A Plea for Media Literacy...

Kids ages eight through 18 spend 44.5 hours per week watching TV, playing video games, IMing, and listening to music...more than the average 17 hours they spend with their parents. Nearly two out of three TV programs contain violence. Sexual content appears in 64 percent of all TV programs. These media facts published by Common Sense Media may surprise you…and it’s because we’ve become numb to the overwhelming amount of media messages thrown our way everyday.

Perhaps Postman was right to worry about the future…


Social critic Neil Postman wrote Amusing Ourselves to Death in 1985, attempting to

call people’s attention to the media they so readily accept without question.


On page 92, Postman says, “Television is our culture’s principal mode of knowing about itself.” With television as the most influential media medium in society, he feels that people are no longer actively thinking for themselves. Instead, they rely on the media to tell them what to think and what to do. The problem is, he says, that television is not providing people with an accurate depiction of world; instead, it is trying to entertain, and consequently making a profit in the process.


Although Postman wrote this book back in 1985, his fears do not fall short in today’s world as kids spend more time with the media as Common Sense Media’s figures show. This reality paints a scary picture.


As kids watch more and more television, they start to identify TV programs with reality, thereby creating a “fake sense” of what the real world is like. For example, they may think the world must be a very violent place after watching TV, so they close themselves off and have a hard time trusting other people. Such misconceptions about the real world have a good chance of sticking with them throughout their lives.

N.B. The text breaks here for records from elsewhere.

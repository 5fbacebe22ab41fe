use chrono::NaiveTime;
use serde::{Deserialize, Serialize};

/// Number of output channels, fixed at startup.
pub const NUM_OUTPUTS: u8 = 6;
/// Number of binary input channels, fixed at startup.
pub const NUM_INPUTS: u8 = 6;
/// Upper bound on scheduled programs per output.
pub const MAX_PROGRAMS: usize = 20;

/// One controllable boolean-state channel.
#[derive(Serialize, Deserialize, Debug, Clone, PartialEq)]
pub struct Output {
    pub id: u8,
    pub name: String,
    pub status: bool,
    pub manual_override: bool,
    pub mode: Mode,
    /// Seconds since epoch; phase anchor for periodic mode. Reset on every
    /// mode write, including writes that keep the same mode.
    pub last_toggle: i64,
}

impl Output {
    pub fn new(id: u8, now_epoch: i64) -> Output {
        Output {
            id,
            name: format!("Output {}", id),
            status: false,
            manual_override: false,
            mode: Mode::Manual,
            last_toggle: now_epoch,
        }
    }
}

/// Control mode of an output, carrying the configuration for exactly that
/// mode. Switching modes supplies the new payload, so there is no inactive
/// config block to go stale.
#[derive(Serialize, Deserialize, Debug, Clone, PartialEq)]
#[serde(tag = "type", rename_all = "lowercase")]
pub enum Mode {
    Manual,
    Periodic(PeriodicConfig),
    Scheduled { programs: Vec<Program> },
    Sensor(SensorConfig),
}

impl Mode {
    pub fn label(&self) -> &'static str {
        match self {
            Mode::Manual => "manual",
            Mode::Periodic(_) => "periodic",
            Mode::Scheduled { .. } => "scheduled",
            Mode::Sensor(_) => "sensor",
        }
    }
}

/// ON/OFF duty cycle, both durations in seconds.
#[derive(Serialize, Deserialize, Debug, Clone, Copy, PartialEq, Eq)]
pub struct PeriodicConfig {
    pub on_duration: u32,
    pub off_duration: u32,
}

impl Default for PeriodicConfig {
    fn default() -> Self {
        PeriodicConfig {
            on_duration: 60,
            off_duration: 60,
        }
    }
}

/// One time-of-day window. The output is ON while `on <= now < off`, at
/// minute resolution. A program with `off <= on` never matches.
#[derive(Serialize, Deserialize, Debug, Clone, Copy, PartialEq, Eq)]
pub struct Program {
    pub number: u8,
    #[serde(with = "hhmm")]
    pub on: NaiveTime,
    #[serde(with = "hhmm")]
    pub off: NaiveTime,
}

#[derive(Serialize, Deserialize, Debug, Clone, Copy, PartialEq)]
pub struct SensorConfig {
    pub channel: SensorChannel,
    pub threshold: f64,
    pub action: SensorAction,
}

impl Default for SensorConfig {
    fn default() -> Self {
        SensorConfig {
            channel: SensorChannel::Temperature,
            threshold: 25.0,
            action: SensorAction::On,
        }
    }
}

/// Ambient measurement channels the sensor source reports.
#[derive(Serialize, Deserialize, Debug, Clone, Copy, PartialEq, Eq, Hash)]
#[serde(rename_all = "lowercase")]
pub enum SensorChannel {
    Temperature,
    Humidity,
}

impl std::fmt::Display for SensorChannel {
    fn fmt(&self, f: &mut std::fmt::Formatter<'_>) -> std::fmt::Result {
        match self {
            SensorChannel::Temperature => write!(f, "temperature"),
            SensorChannel::Humidity => write!(f, "humidity"),
        }
    }
}

/// What to do when the measured value is below the threshold. `On` means the
/// output goes ON below threshold; `Off` inverts this.
#[derive(Serialize, Deserialize, Debug, Clone, Copy, PartialEq, Eq)]
#[serde(rename_all = "lowercase")]
pub enum SensorAction {
    On,
    Off,
}

/// One binary contact channel. Status is externally driven, never computed.
#[derive(Serialize, Deserialize, Debug, Clone, PartialEq, Eq)]
pub struct Input {
    pub id: u8,
    pub name: String,
    pub status: bool,
}

impl Input {
    pub fn new(id: u8) -> Input {
        Input {
            id,
            name: format!("Input {}", id),
            status: false,
        }
    }
}

/// Field-wise update of an output. An absent field leaves that field
/// untouched; it is never an implicit clear.
#[derive(Serialize, Deserialize, Debug, Clone, Default)]
pub struct OutputUpdate {
    pub name: Option<String>,
    pub status: Option<bool>,
    pub manual_override: Option<bool>,
    pub mode: Option<Mode>,
}

#[derive(Serialize, Deserialize, Debug, Clone, Default)]
pub struct InputUpdate {
    pub name: Option<String>,
    pub status: Option<bool>,
}

/// "HH:MM" (de)serialization for schedule times. Parse failures surface at
/// write time, so the evaluator only ever sees well-formed schedules.
mod hhmm {
    use chrono::NaiveTime;
    use serde::{Deserialize, Deserializer, Serializer};

    const FORMAT: &str = "%H:%M";

    pub fn serialize<S>(t: &NaiveTime, serializer: S) -> Result<S::Ok, S::Error>
    where
        S: Serializer,
    {
        serializer.collect_str(&t.format(FORMAT))
    }

    pub fn deserialize<'de, D>(deserializer: D) -> Result<NaiveTime, D::Error>
    where
        D: Deserializer<'de>,
    {
        let s = String::deserialize(deserializer)?;
        NaiveTime::parse_from_str(&s, FORMAT).map_err(serde::de::Error::custom)
    }
}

According to Postman, who cites an idea found in Aldous Huxley’s Brave New World, “…Huxley feared that what we love will ruin us.” If we do not try to understand the motives of the media, we will continue to fall to this unfortunate ruin of remaining misinformed. Television is too entertaining to stop watching it. While I think his outlook on American culture may be extreme and a little bitter, Postman makes a good effort to inspire future generations to take their exposure to the media more seriously in efforts to become more media literate.